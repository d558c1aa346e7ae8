//! Config command implementation.

use crate::cli::{ConfigAction, Output};
use crate::config::Settings;
use anyhow::Result;

/// Run the config command.
pub fn run_config(action: &ConfigAction, settings: Settings, config_path: Option<&str>) -> Result<()> {
    let path = config_path
        .map(Settings::expand_path)
        .unwrap_or_else(Settings::default_config_path);

    match action {
        ConfigAction::Show => {
            let mut shown = settings.clone();
            if shown.youtube.api_key.is_some() {
                shown.youtube.api_key = Some("<redacted>".to_string());
            }
            let toml_str = toml::to_string_pretty(&shown)
                .map_err(|e| anyhow::anyhow!("Failed to serialize config: {}", e))?;
            println!("{}", toml_str);
        }

        ConfigAction::Edit => {
            if !path.exists() {
                settings.save_to(&path)?;
                Output::info(&format!("Created default config at {:?}", path));
            }

            let editor = std::env::var("EDITOR").unwrap_or_else(|_| "vim".to_string());

            Output::info(&format!("Opening config in {}...", editor));

            let status = std::process::Command::new(&editor).arg(&path).status();

            match status {
                Ok(s) if s.success() => {
                    Output::success("Config saved.");
                }
                Ok(_) => {
                    Output::warning("Editor exited with non-zero status.");
                }
                Err(e) => {
                    Output::error(&format!("Failed to open editor: {}", e));
                    Output::info(&format!("Config file is at: {:?}", path));
                }
            }
        }

        ConfigAction::Path => {
            println!("{}", path.display());
        }
    }

    Ok(())
}
//! Keyword search with filtering and batched statistics lookup.

use super::{format_view_count, watch_url, VideoCandidate, VideoDetails, VideoFilter, VideoPlatform};
use std::sync::Arc;
use std::time::Duration;
use tracing::{debug, instrument, warn};

/// Turns one keyword into filtered, statistics-enriched candidates.
pub struct SearchClient {
    platform: Arc<dyn VideoPlatform>,
    filter: VideoFilter,
    details_batch_size: usize,
    batch_delay: Duration,
}

impl SearchClient {
    pub fn new(platform: Arc<dyn VideoPlatform>, filter: VideoFilter) -> Self {
        let details_batch_size = platform.max_details_batch();
        Self {
            platform,
            filter,
            details_batch_size,
            batch_delay: Duration::from_millis(500),
        }
    }

    /// Set the number of ids per statistics lookup (bounded by the platform).
    pub fn with_details_batch_size(mut self, size: usize) -> Self {
        self.details_batch_size = size.clamp(1, self.platform.max_details_batch());
        self
    }

    /// Set the delay between statistics batches.
    pub fn with_batch_delay(mut self, delay: Duration) -> Self {
        self.batch_delay = delay;
        self
    }

    /// Search for `"<keyword> ai tool"` and return candidates.
    ///
    /// Provider failures are logged and yield an empty list.
    #[instrument(skip(self))]
    pub async fn search(&self, keyword: &str, max_results: u32) -> Vec<VideoCandidate> {
        let keyword = keyword.trim();
        if keyword.is_empty() {
            return Vec::new();
        }

        let query = format!("{} ai tool", keyword);
        let stubs = match self.platform.search(&query, max_results).await {
            Ok(stubs) => stubs,
            Err(e) => {
                warn!("Search for '{}' failed: {}", query, e);
                return Vec::new();
            }
        };

        let total = stubs.len();
        let ids: Vec<String> = stubs
            .into_iter()
            .filter(|s| self.filter.accepts(&s.title, &s.description))
            .map(|s| s.video_id)
            .collect();

        debug!("'{}': {} of {} results passed filters", query, ids.len(), total);

        if ids.is_empty() {
            return Vec::new();
        }

        let mut candidates = Vec::with_capacity(ids.len());
        for (i, batch) in ids.chunks(self.details_batch_size).enumerate() {
            if i > 0 && !self.batch_delay.is_zero() {
                tokio::time::sleep(self.batch_delay).await;
            }

            match self.platform.details(batch).await {
                Ok(details) => {
                    candidates.extend(details.into_iter().map(|d| self.to_candidate(d)));
                }
                Err(e) => {
                    warn!("Details lookup for {} videos failed: {}", batch.len(), e);
                }
            }
        }

        candidates
    }

    fn to_candidate(&self, details: VideoDetails) -> VideoCandidate {
        VideoCandidate {
            url: watch_url(&details.video_id),
            description: self.filter.clean_description(&details.description),
            views: format_view_count(details.view_count),
            video_id: details.video_id,
            title: details.title,
            channel: details.channel,
            view_count: details.view_count,
        }
    }
}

### EXERCISE
Output the listing above word for word.

### SOLUTION
repository d558c1aa346e7ae8
//! Config command implementation.

use crate::cli::{ConfigAction, Output};
use crate::config::Settings;
use anyhow::Result;

/// Run the config command.
pub fn run_config(action: &ConfigAction, settings: Settings, config_path: Option<&str>) -> Result<()> {
    let path = config_path
        .map(Settings::expand_path)
        .unwrap_or_else(Settings::default_config_path);

    match action {
        ConfigAction::Show => {
            let mut shown = settings.clone();
            if shown.youtube.api_key.is_some() {
                shown.youtube.api_key = Some("<redacted>".to_string());
            }
            let toml_str = toml::to_string_pretty(&shown)
                .map_err(|e| anyhow::anyhow!("Failed to serialize config: {}", e))?;
            println!("{}", toml_str);
        }

        ConfigAction::Edit => {
            if !path.exists() {
                settings.save_to(&path)?;
                Output::info(&format!("Created default config at {:?}", path));
            }

            let editor = std::env::var("EDITOR").unwrap_or_else(|_| "vim".to_string());

            Output::info(&format!("Opening config in {}...", editor));

            let status = std::process::Command::new(&editor).arg(&path).status();

            match status {
                Ok(s) if s.success() => {
                    Output::success("Config saved.");
                }
                Ok(_) => {
                    Output::warning("Editor exited with non-zero status.");
                }
                Err(e) => {
                    Output::error(&format!("Failed to open editor: {}", e));
                    Output::info(&format!("Config file is at: {:?}", path));
                }
            }
        }

        ConfigAction::Path => {
            println!("{}", path.display());
        }
    }

    Ok(())
}
//! Keyword search with filtering and batched statistics lookup.

use super::{format_view_count, watch_url, VideoCandidate, VideoDetails, VideoFilter, VideoPlatform};
use std::sync::Arc;
use std::time::Duration;
use tracing::{debug, instrument, warn};

/// Turns one keyword into filtered, statistics-enriched candidates.
pub struct SearchClient {
    platform: Arc<dyn VideoPlatform>,
    filter: VideoFilter,
    details_batch_size: usize,
    batch_delay: Duration,
}

impl SearchClient {
    pub fn new(platform: Arc<dyn VideoPlatform>, filter: VideoFilter) -> Self {
        let details_batch_size = platform.max_details_batch();
        Self {
            platform,
            filter,
            details_batch_size,
            batch_delay: Duration::from_millis(500),
        }
    }

    /// Set the number of ids per statistics lookup (bounded by the platform).
    pub fn with_details_batch_size(mut self, size: usize) -> Self {
        self.details_batch_size = size.clamp(1, self.platform.max_details_batch());
        self
    }

    /// Set the delay between statistics batches.
    pub fn with_batch_delay(mut self, delay: Duration) -> Self {
        self.batch_delay = delay;
        self
    }

    /// Search for `"<keyword> ai tool"` and return candidates.
    ///
    /// Provider failures are logged and yield an empty list.
    #[instrument(skip(self))]
    pub async fn search(&self, keyword: &str, max_results: u32) -> Vec<VideoCandidate> {
        let keyword = keyword.trim();
        if keyword.is_empty() {
            return Vec::new();
        }

        let query = format!("{} ai tool", keyword);
        let stubs = match self.platform.search(&query, max_results).await {
            Ok(stubs) => stubs,
            Err(e) => {
                warn!("Search for '{}' failed: {}", query, e);
                return Vec::new();
            }
        };

        let total = stubs.len();
        let ids: Vec<String> = stubs
            .into_iter()
            .filter(|s| self.filter.accepts(&s.title, &s.description))
            .map(|s| s.video_id)
            .collect();

        debug!("'{}': {} of {} results passed filters", query, ids.len(), total);

        if ids.is_empty() {
            return Vec::new();
        }

        let mut candidates = Vec::with_capacity(ids.len());
        for (i, batch) in ids.chunks(self.details_batch_size).enumerate() {
            if i > 0 && !self.batch_delay.is_zero() {
                tokio::time::sleep(self.batch_delay).await;
            }

            match self.platform.details(batch).await {
                Ok(details) => {
                    candidates.extend(details.into_iter().map(|d| self.to_candidate(d)));
                }
                Err(e) => {
                    warn!("Details lookup for {} videos failed: {}", batch.len(), e);
                }
            }
        }

        candidates
    }

    fn to_candidate(&self, details: VideoDetails) -> VideoCandidate {
        VideoCandidate {
            url: watch_url(&details.video_id),
            description: self.filter.clean_description(&details.description),
            views: format_view_count(details.view_count),
            video_id: details.video_id,
            title: details.title,
            channel: details.channel,
            view_count: details.view_count,
        }
    }
}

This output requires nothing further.